impl CacheConfig {
    /// Create a new builder for cache configuration
    pub fn builder() -> CacheConfigBuilder {
        CacheConfigBuilder::default()
    }

    /// Validate the configuration. Called by the factory before any I/O.
    pub fn validate(&self) -> Result<()> {
        if !self.connection_string.starts_with("redis://")
            && !self.connection_string.starts_with("rediss://")
        {
            return Err(CacheError::validation(
                "connection_string",
                "must start with redis:// or rediss://",
            ));
        }

        if self.default_ttl > Duration::from_secs(365 * 24 * 3600) {
            return Err(CacheError::validation(
                "default_ttl",
                "must not exceed one year",
            ));
        }

        if !(0.0..=1.0).contains(&self.ttl_jitter) {
            return Err(CacheError::validation(
                "ttl_jitter",
                "must be between 0.0 and 1.0",
            ));
        }

        if self.l1_max_entries == 0 {
            return Err(CacheError::validation(
                "l1_max_entries",
                "must be greater than 0",
            ));
        }

        if self.json_fast_path_limit > self.compression_threshold {
            return Err(CacheError::validation(
                "json_fast_path_limit",
                "must not exceed compression_threshold",
            ));
        }

        if self.hashing_threshold == 0 {
            return Err(CacheError::validation(
                "hashing_threshold",
                "must be greater than 0",
            ));
        }

        if self.connect_timeout.is_zero() || self.operation_timeout.is_zero() {
            return Err(CacheError::validation(
                "timeouts",
                "connect_timeout and operation_timeout must be non-zero",
            ));
        }

        self.monitor.validate()
    }

    /// Calculate an effective TTL with jitter applied.
    ///
    /// Jitter only widens remote-tier expiry (it adds up to
    /// `ttl * ttl_jitter`, never subtracts), so a jittered entry is never
    /// seen expiring before the TTL the writer set. A zero factor returns
    /// the TTL unchanged.
    pub fn ttl_with_jitter(&self, ttl: Duration) -> Duration {
        if self.ttl_jitter == 0.0 || ttl.is_zero() {
            return ttl;
        }

        let base_secs = ttl.as_secs_f64();
        let jitter = rand::random::<f64>() * base_secs * self.ttl_jitter;

        Duration::from_secs_f64(base_secs + jitter)
    }

    /// Stable fingerprint of the full configuration.
    ///
    /// Used as the process-wide registry key: two configurations share a
    /// cache instance only when every behavior-affecting field matches.
    pub fn fingerprint(&self) -> String {
        let mut hasher = Sha256::new();
        hasher.update(self.connection_string.as_bytes());
        hasher.update(self.default_ttl.as_millis().to_le_bytes());
        hasher.update(self.ttl_jitter.to_le_bytes());
        hasher.update(self.l1_max_entries.to_le_bytes());
        hasher.update(self.json_fast_path_limit.to_le_bytes());
        hasher.update(self.compression_threshold.to_le_bytes());
        hasher.update(self.compression_level.to_le_bytes());
        hasher.update(self.hashing_threshold.to_le_bytes());
        hasher.update(self.connect_timeout.as_millis().to_le_bytes());
        hasher.update(self.operation_timeout.as_millis().to_le_bytes());
        hasher.update(self.reconnect_cooldown.as_millis().to_le_bytes());
        hasher.update([self.fail_on_connection_error as u8]);
        match self.security {
            Some(security) => {
                hasher.update([1u8, security.require_tls as u8, security.require_auth as u8])
            }
            None => hasher.update([0u8; 3]),
        }
        // MonitorConfig is a plain struct, so its JSON rendering is stable.
        if let Ok(monitor) = serde_json::to_vec(&self.monitor) {
            hasher.update(&monitor);
        }
        let digest = hasher.finalize();
        hex_prefix(digest.as_slice(), 16)
    }
}

/// Preset configurations for common deployment profiles
impl CacheConfig {
    /// Balanced profile for web applications: moderate TTL, jitter against
    /// synchronized expiry, mid-sized L1.
    pub fn web_app() -> Self {
        Self {
            default_ttl: Duration::from_secs(1800), // 30 minutes
            ttl_jitter: 0.1,
            l1_max_entries: 5_000,
            ..Default::default()
        }
    }

    /// Profile tuned for AI response payloads: long TTL (generations are
    /// expensive), aggressive compression, large L1.
    pub fn ai_optimized() -> Self {
        Self {
            default_ttl: Duration::from_secs(24 * 3600), // 24 hours
            ttl_jitter: 0.1,
            l1_max_entries: 10_000,
            compression_threshold: 2 * 1024,
            ..Default::default()
        }
    }

    /// Ephemeral profile for tests: short exact TTLs, tiny L1, fast
    /// timeouts and no reconnect cooldown to keep test runs snappy.
    pub fn ephemeral() -> Self {
        Self {
            default_ttl: Duration::from_secs(60),
            ttl_jitter: 0.0,
            l1_max_entries: 100,
            connect_timeout: Duration::from_millis(200),
            operation_timeout: Duration::from_millis(200),
            reconnect_cooldown: Duration::from_millis(50),
            ..Default::default()
        }
    }
}

/// Builder for cache configuration
#[derive(Debug, Default)]
pub struct CacheConfigBuilder {
    connection_string: Option<String>,
    default_ttl: Option<Duration>,
    ttl_jitter: Option<f64>,
    l1_max_entries: Option<usize>,
    json_fast_path_limit: Option<usize>,
    compression_threshold: Option<usize>,
    compression_level: Option<i32>,
    hashing_threshold: Option<usize>,
    connect_timeout: Option<Duration>,
    operation_timeout: Option<Duration>,
    reconnect_cooldown: Option<Duration>,
    fail_on_connection_error: Option<bool>,
    security: Option<SecurityConfig>,
    monitor: Option<MonitorConfig>,
}

impl CacheConfigBuilder {
    pub fn connection_string(mut self, url: impl Into<String>) -> Self {
        self.connection_string = Some(url.into());
        self
    }

    pub fn default_ttl(mut self, ttl: Duration) -> Self {
        self.default_ttl = Some(ttl);
        self
    }

    pub fn ttl_jitter(mut self, jitter: f64) -> Self {
        self.ttl_jitter = Some(jitter);
        self
    }

    pub fn l1_max_entries(mut self, max: usize) -> Self {
        self.l1_max_entries = Some(max);
        self
    }

    pub fn json_fast_path_limit(mut self, bytes: usize) -> Self {
        self.json_fast_path_limit = Some(bytes);
        self
    }

    pub fn compression_threshold(mut self, bytes: usize) -> Self {
        self.compression_threshold = Some(bytes);
        self
    }

    pub fn compression_level(mut self, level: i32) -> Self {
        self.compression_level = Some(level);
        self
    }

    pub fn hashing_threshold(mut self, chars: usize) -> Self {
        self.hashing_threshold = Some(chars);
        self
    }

    pub fn connect_timeout(mut self, timeout: Duration) -> Self {
        self.connect_timeout = Some(timeout);
        self
    }

    pub fn operation_timeout(mut self, timeout: Duration) -> Self {
        self.operation_timeout = Some(timeout);
        self
    }

    pub fn reconnect_cooldown(mut self, cooldown: Duration) -> Self {
        self.reconnect_cooldown = Some(cooldown);
        self
    }

    pub fn fail_on_connection_error(mut self, fail: bool) -> Self {
        self.fail_on_connection_error = Some(fail);
        self
    }

    pub fn security(mut self, security: SecurityConfig) -> Self {
        self.security = Some(security);
        self
    }

    pub fn monitor(mut self, monitor: MonitorConfig) -> Self {
        self.monitor = Some(monitor);
        self
    }

    /// Build the cache configuration, filling unset fields from defaults.
    pub fn build(self) -> CacheConfig {
        let defaults = CacheConfig::default();

        CacheConfig {
            connection_string: self
                .connection_string
                .unwrap_or(defaults.connection_string),
            default_ttl: self.default_ttl.unwrap_or(defaults.default_ttl),
            ttl_jitter: self.ttl_jitter.unwrap_or(defaults.ttl_jitter),
            l1_max_entries: self.l1_max_entries.unwrap_or(defaults.l1_max_entries),
            json_fast_path_limit: self
                .json_fast_path_limit
                .unwrap_or(defaults.json_fast_path_limit),
            compression_threshold: self
                .compression_threshold
                .unwrap_or(defaults.compression_threshold),
            compression_level: self
                .compression_level
                .unwrap_or(defaults.compression_level),
            hashing_threshold: self
                .hashing_threshold
                .unwrap_or(defaults.hashing_threshold),
            connect_timeout: self.connect_timeout.unwrap_or(defaults.connect_timeout),
            operation_timeout: self
                .operation_timeout
                .unwrap_or(defaults.operation_timeout),
            reconnect_cooldown: self
                .reconnect_cooldown
                .unwrap_or(defaults.reconnect_cooldown),
            fail_on_connection_error: self
                .fail_on_connection_error
                .unwrap_or(defaults.fail_on_connection_error),
            security: self.security.or(defaults.security),
            monitor: self.monitor.unwrap_or(defaults.monitor),
        }
    }
}

/// Configuration for the AI-response specialization
#[derive(Debug, Clone)]
pub struct ResponseConfig {
    /// Base two-tier cache configuration
    pub base: CacheConfig,

    /// Input-size tier boundaries
    pub tiers: TierThresholds,

    /// Per-operation TTL policy
    pub operations: OperationPolicy,
}

impl Default for ResponseConfig {
    fn default() -> Self {
        Self {
            base: CacheConfig::ai_optimized(),
            tiers: TierThresholds::default(),
            operations: OperationPolicy::default(),
        }
    }
}

impl ResponseConfig {
    pub fn validate(&self) -> Result<()> {
        self.base.validate()?;
        self.tiers.validate()
    }

    pub fn fingerprint(&self) -> String {
        let mut hasher = Sha256::new();
        hasher.update(self.base.fingerprint().as_bytes());
        hasher.update(
            format!(
                "{}:{}:{}",
                self.tiers.small_max, self.tiers.medium_max, self.tiers.large_max
            )
            .as_bytes(),
        );
        hasher.update(self.operations.canonical().as_bytes());
        let digest = hasher.finalize();
        hex_prefix(digest.as_slice(), 16)
    }
}

/// Tagged cache construction request, decided once at the boundary.
///
/// The caller states explicitly whether a generic two-tier cache or the
/// AI-response specialization is wanted; the factory never infers the kind
/// from key presence in a loose map.
#[derive(Debug, Clone)]
pub enum CacheSpec {
    /// Generic two-tier cache
    Generic(CacheConfig),
    /// AI-response cache with tiering and operation TTL policy
    AiResponse(ResponseConfig),
}

impl CacheSpec {
    pub fn validate(&self) -> Result<()> {
        match self {
            CacheSpec::Generic(config) => config.validate(),
            CacheSpec::AiResponse(config) => config.validate(),
        }
    }

    /// Registry key: kind tag plus the inner configuration fingerprint.
    pub fn fingerprint(&self) -> String {
        match self {
            CacheSpec::Generic(config) => format!("generic:{}", config.fingerprint()),
            CacheSpec::AiResponse(config) => format!("response:{}", config.fingerprint()),
        }
    }
}

fn hex_prefix(digest: &[u8], bytes: usize) -> String {
    digest
        .iter()
        .take(bytes)
        .map(|b| format!("{:02x}", b))
        .collect()
}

Action item: Look at each line above and note whether it holds the word "SecurityConfig". Report how many do, as the number only.

Problem solution: 2